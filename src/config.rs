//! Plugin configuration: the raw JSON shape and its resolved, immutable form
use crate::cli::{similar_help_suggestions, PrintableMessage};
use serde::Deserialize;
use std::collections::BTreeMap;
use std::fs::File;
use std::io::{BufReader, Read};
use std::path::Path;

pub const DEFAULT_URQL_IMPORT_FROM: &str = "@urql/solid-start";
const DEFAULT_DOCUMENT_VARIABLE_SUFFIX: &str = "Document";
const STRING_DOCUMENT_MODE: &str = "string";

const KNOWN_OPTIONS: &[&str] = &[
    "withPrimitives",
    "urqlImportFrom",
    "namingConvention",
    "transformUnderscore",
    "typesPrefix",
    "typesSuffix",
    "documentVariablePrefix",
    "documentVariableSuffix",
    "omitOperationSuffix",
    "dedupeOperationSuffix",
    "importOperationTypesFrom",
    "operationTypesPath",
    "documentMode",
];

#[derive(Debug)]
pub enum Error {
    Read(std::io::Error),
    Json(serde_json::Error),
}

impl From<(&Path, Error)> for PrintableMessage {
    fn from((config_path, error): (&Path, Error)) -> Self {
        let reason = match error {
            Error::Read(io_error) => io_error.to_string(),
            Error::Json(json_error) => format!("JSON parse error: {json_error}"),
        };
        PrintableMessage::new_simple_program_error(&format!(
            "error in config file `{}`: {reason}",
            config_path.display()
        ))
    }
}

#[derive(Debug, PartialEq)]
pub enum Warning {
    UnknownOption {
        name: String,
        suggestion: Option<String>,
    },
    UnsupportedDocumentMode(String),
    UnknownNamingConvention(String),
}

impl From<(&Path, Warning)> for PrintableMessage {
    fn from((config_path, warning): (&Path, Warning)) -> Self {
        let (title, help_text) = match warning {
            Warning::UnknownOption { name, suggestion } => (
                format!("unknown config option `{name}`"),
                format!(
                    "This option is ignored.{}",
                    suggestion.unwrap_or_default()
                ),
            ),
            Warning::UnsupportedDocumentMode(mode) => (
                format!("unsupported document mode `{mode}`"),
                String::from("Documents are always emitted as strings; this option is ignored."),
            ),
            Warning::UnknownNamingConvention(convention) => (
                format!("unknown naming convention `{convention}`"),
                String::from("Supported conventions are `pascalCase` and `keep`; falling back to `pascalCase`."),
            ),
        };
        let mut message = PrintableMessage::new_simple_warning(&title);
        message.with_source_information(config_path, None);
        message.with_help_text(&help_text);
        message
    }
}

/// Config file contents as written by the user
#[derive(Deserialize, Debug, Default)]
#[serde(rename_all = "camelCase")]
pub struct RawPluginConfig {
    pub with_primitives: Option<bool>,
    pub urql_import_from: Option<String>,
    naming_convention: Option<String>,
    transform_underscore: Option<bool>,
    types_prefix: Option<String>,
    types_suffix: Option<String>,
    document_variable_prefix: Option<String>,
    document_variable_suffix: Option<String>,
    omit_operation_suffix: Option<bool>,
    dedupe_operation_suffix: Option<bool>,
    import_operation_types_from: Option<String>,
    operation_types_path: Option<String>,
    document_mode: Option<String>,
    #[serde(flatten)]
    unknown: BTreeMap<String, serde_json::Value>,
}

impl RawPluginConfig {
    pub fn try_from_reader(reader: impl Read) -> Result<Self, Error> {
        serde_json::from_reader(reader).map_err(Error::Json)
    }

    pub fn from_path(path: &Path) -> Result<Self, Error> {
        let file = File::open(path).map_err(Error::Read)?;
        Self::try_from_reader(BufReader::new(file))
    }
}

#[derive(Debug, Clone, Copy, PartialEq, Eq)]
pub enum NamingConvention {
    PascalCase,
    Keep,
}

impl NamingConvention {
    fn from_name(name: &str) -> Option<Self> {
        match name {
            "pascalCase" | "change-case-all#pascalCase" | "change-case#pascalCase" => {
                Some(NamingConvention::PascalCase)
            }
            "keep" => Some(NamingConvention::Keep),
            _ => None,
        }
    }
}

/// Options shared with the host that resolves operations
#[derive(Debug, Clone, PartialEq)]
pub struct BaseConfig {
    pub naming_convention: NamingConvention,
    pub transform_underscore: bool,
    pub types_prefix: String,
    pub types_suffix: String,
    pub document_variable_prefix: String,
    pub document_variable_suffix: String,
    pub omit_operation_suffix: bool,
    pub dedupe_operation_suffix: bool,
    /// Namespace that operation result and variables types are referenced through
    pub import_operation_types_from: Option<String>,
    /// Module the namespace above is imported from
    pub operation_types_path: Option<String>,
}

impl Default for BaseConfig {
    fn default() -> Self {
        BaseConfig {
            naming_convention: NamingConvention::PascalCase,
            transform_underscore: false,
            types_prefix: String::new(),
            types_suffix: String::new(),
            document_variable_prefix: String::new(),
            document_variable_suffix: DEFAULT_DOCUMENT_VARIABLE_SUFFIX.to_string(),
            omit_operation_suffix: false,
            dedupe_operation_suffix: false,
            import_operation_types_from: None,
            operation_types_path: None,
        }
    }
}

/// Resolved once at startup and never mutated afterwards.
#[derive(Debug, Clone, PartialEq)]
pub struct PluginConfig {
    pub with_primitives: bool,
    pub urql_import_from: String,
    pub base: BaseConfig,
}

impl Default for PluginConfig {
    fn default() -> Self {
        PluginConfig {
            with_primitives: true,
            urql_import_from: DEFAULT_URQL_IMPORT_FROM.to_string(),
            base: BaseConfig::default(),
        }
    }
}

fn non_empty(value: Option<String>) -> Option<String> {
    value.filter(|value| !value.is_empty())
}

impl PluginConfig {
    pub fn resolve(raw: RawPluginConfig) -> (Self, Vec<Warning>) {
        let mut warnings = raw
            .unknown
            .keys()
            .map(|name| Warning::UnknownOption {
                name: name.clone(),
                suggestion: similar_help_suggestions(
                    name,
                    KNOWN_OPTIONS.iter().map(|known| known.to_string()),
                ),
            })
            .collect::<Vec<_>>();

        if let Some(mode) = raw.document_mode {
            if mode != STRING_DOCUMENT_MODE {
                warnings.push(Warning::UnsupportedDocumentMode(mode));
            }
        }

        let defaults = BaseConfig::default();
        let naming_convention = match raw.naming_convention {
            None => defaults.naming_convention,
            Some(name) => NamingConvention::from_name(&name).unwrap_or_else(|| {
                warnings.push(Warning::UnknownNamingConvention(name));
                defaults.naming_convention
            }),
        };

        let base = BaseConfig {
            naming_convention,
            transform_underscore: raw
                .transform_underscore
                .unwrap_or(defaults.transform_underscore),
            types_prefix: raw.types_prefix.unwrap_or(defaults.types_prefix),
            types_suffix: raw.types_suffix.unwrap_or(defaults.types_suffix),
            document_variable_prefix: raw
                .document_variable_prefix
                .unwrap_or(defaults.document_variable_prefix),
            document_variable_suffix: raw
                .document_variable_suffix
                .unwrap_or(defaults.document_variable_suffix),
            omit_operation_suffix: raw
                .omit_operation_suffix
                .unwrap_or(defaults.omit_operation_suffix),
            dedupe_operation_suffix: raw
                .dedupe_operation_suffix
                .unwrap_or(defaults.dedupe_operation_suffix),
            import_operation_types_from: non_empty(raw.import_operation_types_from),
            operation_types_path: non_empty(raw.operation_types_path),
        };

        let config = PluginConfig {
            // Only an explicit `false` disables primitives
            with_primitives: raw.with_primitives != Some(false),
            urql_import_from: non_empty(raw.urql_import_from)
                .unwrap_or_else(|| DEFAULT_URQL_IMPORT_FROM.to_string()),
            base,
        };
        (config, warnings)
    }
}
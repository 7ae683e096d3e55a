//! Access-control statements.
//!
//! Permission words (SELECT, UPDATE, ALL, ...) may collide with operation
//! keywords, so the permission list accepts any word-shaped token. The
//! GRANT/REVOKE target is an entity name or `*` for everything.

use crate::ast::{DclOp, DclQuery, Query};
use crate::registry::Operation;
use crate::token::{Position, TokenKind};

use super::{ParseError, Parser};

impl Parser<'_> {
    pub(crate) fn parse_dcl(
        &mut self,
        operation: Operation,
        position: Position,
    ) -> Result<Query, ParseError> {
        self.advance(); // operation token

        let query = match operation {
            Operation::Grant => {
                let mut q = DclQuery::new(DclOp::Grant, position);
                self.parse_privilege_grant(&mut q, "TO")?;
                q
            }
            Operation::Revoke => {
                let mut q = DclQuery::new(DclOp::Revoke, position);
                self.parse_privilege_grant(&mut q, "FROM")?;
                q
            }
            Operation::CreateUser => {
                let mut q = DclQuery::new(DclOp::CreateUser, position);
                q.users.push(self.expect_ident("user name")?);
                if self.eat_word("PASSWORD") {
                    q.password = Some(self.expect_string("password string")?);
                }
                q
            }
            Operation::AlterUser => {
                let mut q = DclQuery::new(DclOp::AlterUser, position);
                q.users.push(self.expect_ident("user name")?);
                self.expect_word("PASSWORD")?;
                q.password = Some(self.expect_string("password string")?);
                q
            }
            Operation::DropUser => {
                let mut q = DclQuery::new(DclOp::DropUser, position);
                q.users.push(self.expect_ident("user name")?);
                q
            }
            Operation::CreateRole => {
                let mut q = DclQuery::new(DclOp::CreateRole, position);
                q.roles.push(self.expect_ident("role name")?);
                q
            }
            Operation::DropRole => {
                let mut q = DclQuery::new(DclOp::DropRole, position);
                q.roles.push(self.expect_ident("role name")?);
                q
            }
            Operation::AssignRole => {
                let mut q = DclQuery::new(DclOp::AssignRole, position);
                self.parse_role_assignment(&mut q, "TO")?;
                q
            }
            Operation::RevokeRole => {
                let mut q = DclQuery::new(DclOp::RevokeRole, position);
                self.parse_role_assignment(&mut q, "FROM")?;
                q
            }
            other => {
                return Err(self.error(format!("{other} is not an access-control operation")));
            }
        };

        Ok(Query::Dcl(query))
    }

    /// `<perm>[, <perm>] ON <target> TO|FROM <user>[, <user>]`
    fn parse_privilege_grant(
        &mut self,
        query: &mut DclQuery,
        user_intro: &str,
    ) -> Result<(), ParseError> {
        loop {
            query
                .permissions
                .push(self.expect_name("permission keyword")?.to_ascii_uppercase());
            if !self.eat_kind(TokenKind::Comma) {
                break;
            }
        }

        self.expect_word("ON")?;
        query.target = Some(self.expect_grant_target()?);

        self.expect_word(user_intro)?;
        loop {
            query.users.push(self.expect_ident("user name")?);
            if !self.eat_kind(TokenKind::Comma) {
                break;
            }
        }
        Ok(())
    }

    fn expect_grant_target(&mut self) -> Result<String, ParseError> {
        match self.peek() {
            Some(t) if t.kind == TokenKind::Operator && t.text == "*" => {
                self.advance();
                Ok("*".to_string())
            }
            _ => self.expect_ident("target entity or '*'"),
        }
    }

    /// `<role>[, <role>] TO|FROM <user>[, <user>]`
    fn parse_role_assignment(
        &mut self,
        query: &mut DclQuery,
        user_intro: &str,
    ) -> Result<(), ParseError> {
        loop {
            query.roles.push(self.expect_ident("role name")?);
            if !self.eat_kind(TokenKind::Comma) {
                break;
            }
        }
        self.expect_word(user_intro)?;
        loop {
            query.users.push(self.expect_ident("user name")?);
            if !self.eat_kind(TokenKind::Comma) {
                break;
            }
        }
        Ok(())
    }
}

......

Aim of the exercise:
Count the lines of the data that include the string "other", and give only that number.

Solution to this problem:
2